Andrew Carnegie stopped making gifts for library construction carrying out a report developed to him by Dr. Alvin Johnson, an economics professor. In 1916 Dr. Johnson visited 100 of your existing Carnegie libraries and studied their social significance, physical aspects, effectiveness, and financial condition. His final report determined that as being really effective, the libraries needed trained personnel. Buildings was basically provided, however it was time to staff all of them pros who would stimulate active, efficient libraries on their communities. Libraries already promised continued as being built until 1923, but after 1919 all financial support was considered library education.

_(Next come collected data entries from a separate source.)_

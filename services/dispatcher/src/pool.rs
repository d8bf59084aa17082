//! Capacity pools for the worker fleet.
//!
//! Two independent pools exist: one tracking staging capacity, one tracking
//! run capacity. Both must be updated on every placement. Reservation here
//! is advisory bookkeeping that biases future placement decisions, not a
//! transactional lock against the worker, and a racing decision elsewhere
//! can oversubscribe.

use std::collections::{BTreeMap, BTreeSet};
use std::sync::{Arc, Mutex};

use chrono::{DateTime, Utc};
use serde::{Deserialize, Serialize};
use stagehand_bus::MessageBus;
use stagehand_id::WorkerId;
use tokio::sync::watch;
use tracing::{debug, info, warn};

/// Subject staging workers advertise capacity on.
pub const STAGING_ADVERTISE_SUBJECT: &str = "staging.advertise";

/// Subject run workers advertise capacity on.
pub const WORKER_ADVERTISE_SUBJECT: &str = "worker.advertise";

/// Periodic capacity advertisement from a worker.
#[derive(Debug, Clone, Serialize, Deserialize)]
pub struct WorkerAdvertisement {
    pub worker_id: WorkerId,
    pub stacks: Vec<String>,
    pub available_memory_mb: u64,
    pub available_disk_mb: u64,
}

#[derive(Debug, Clone)]
struct WorkerCapacity {
    stacks: Vec<String>,
    available_memory_mb: u64,
    available_disk_mb: u64,
    running_apps: BTreeSet<String>,
    last_seen: DateTime<Utc>,
}

/// In-memory bookkeeping of per-worker available memory and disk.
pub struct CapacityPool {
    name: &'static str,
    workers: Mutex<BTreeMap<WorkerId, WorkerCapacity>>,
}

impl CapacityPool {
    pub fn new(name: &'static str) -> Self {
        Self {
            name,
            workers: Mutex::new(BTreeMap::new()),
        }
    }

    fn lock(&self) -> std::sync::MutexGuard<'_, BTreeMap<WorkerId, WorkerCapacity>> {
        self.workers.lock().expect("capacity pool lock poisoned")
    }

    /// Ingest a worker advertisement, refreshing its capacity.
    pub fn register(&self, ad: WorkerAdvertisement) {
        let mut workers = self.lock();
        let entry = workers.entry(ad.worker_id.clone()).or_insert(WorkerCapacity {
            stacks: Vec::new(),
            available_memory_mb: 0,
            available_disk_mb: 0,
            running_apps: BTreeSet::new(),
            last_seen: Utc::now(),
        });
        entry.stacks = ad.stacks;
        entry.available_memory_mb = ad.available_memory_mb;
        entry.available_disk_mb = ad.available_disk_mb;
        entry.last_seen = Utc::now();
        debug!(
            pool = self.name,
            worker_id = %ad.worker_id,
            available_memory_mb = ad.available_memory_mb,
            available_disk_mb = ad.available_disk_mb,
            "Registered worker advertisement"
        );
    }

    /// Find a worker matching the stack with enough memory and disk.
    ///
    /// Deterministic given identical pool state: prefers the worker with the
    /// most available memory, tie-broken by lexicographic worker id.
    pub fn find_worker(&self, stack: &str, memory_mb: u64, disk_mb: u64) -> Option<WorkerId> {
        let workers = self.lock();
        let mut best: Option<(&WorkerId, &WorkerCapacity)> = None;
        for (id, cap) in workers.iter() {
            if !cap.stacks.iter().any(|s| s == stack) {
                continue;
            }
            if cap.available_memory_mb < memory_mb || cap.available_disk_mb < disk_mb {
                continue;
            }
            // Strict comparison keeps the smallest id on ties (BTreeMap
            // iterates ids in ascending order).
            match best {
                Some((_, best_cap)) if cap.available_memory_mb <= best_cap.available_memory_mb => {}
                _ => best = Some((id, cap)),
            }
        }
        best.map(|(id, _)| id.clone())
    }

    /// Reserve memory on a worker. Advisory; saturates at zero.
    pub fn reserve(&self, worker_id: &WorkerId, memory_mb: u64) {
        let mut workers = self.lock();
        if let Some(cap) = workers.get_mut(worker_id) {
            cap.available_memory_mb = cap.available_memory_mb.saturating_sub(memory_mb);
            debug!(
                pool = self.name,
                worker_id = %worker_id,
                reserved_mb = memory_mb,
                remaining_mb = cap.available_memory_mb,
                "Reserved memory"
            );
        } else {
            warn!(
                pool = self.name,
                worker_id = %worker_id,
                "Reservation against unknown worker"
            );
        }
    }

    /// Record an app as running on a worker.
    pub fn mark_app_started(&self, worker_id: &WorkerId, app_guid: &str) {
        let mut workers = self.lock();
        if let Some(cap) = workers.get_mut(worker_id) {
            cap.running_apps.insert(app_guid.to_string());
        }
    }

    /// Whether the pool knows the app to be running on the worker.
    pub fn app_started_on(&self, worker_id: &WorkerId, app_guid: &str) -> bool {
        self.lock()
            .get(worker_id)
            .is_some_and(|cap| cap.running_apps.contains(app_guid))
    }

    pub fn worker_count(&self) -> usize {
        self.lock().len()
    }
}

/// Background worker feeding advertisements from the bus into a pool.
pub struct AdvertisementListener {
    pool: Arc<CapacityPool>,
    subject: &'static str,
}

impl AdvertisementListener {
    pub fn new(pool: Arc<CapacityPool>, subject: &'static str) -> Self {
        Self { pool, subject }
    }

    /// Run until shutdown is signaled or the transport goes away.
    pub async fn run(&self, bus: Arc<dyn MessageBus>, mut shutdown: watch::Receiver<bool>) {
        let mut sub = match bus.subscribe(self.subject).await {
            Ok(sub) => sub,
            Err(e) => {
                warn!(subject = self.subject, error = %e, "Failed to subscribe for advertisements");
                return;
            }
        };

        info!(subject = self.subject, "Listening for worker advertisements");

        loop {
            tokio::select! {
                msg = sub.next() => {
                    match msg {
                        Some(msg) => match msg.decode::<WorkerAdvertisement>() {
                            Ok(ad) => self.pool.register(ad),
                            Err(e) => {
                                warn!(subject = self.subject, error = %e, "Discarding malformed advertisement");
                            }
                        },
                        None => {
                            info!(subject = self.subject, "Advertisement subscription closed");
                            break;
                        }
                    }
                }
                _ = shutdown.changed() => {
                    if *shutdown.borrow() {
                        info!(subject = self.subject, "Advertisement listener shutting down");
                        break;
                    }
                }
            }
        }
    }
}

When Andrew Carnegie died in 1919 at age 84, he had given nearly one-fourth of his life to causes of which he believed. His gifts to various charities totalled nearly $350 million, almost 90 % of his fortune. Carnegie regarded all education as a method to strengthen people’s lives, and libraries provided certainly one of his main tools to help you Americans produce a brighter future. Questions for Reading 1 1. How did progress and industrialization affect Carnegie, both when he was young, and down the road? 2. Just how much formal education did Carnegie have? What factors led to his affinity for books and reading? 3. What did Carnegie believe wealthy people must do using money? Why did he reckon that? Does a person agree? 4. How did supporting libraries match Carnegie’s past with his fantastic beliefs? Reading 1 was compiled from George S. Bobinski, Carnegie Libraries (Chicago: American Library Association, 1969); Andrew Carnegie, Autobiography of Andrew Carnegie, reprint (Boston: Northeastern University Press, 1920 1986); Barry Sears, Over the Trail of Carnegie Libraries, Antiques and Collecting (February 1994); Gerald R. Shields, Recycling Buildings for Libraries, Public Libraries (March/April 1994).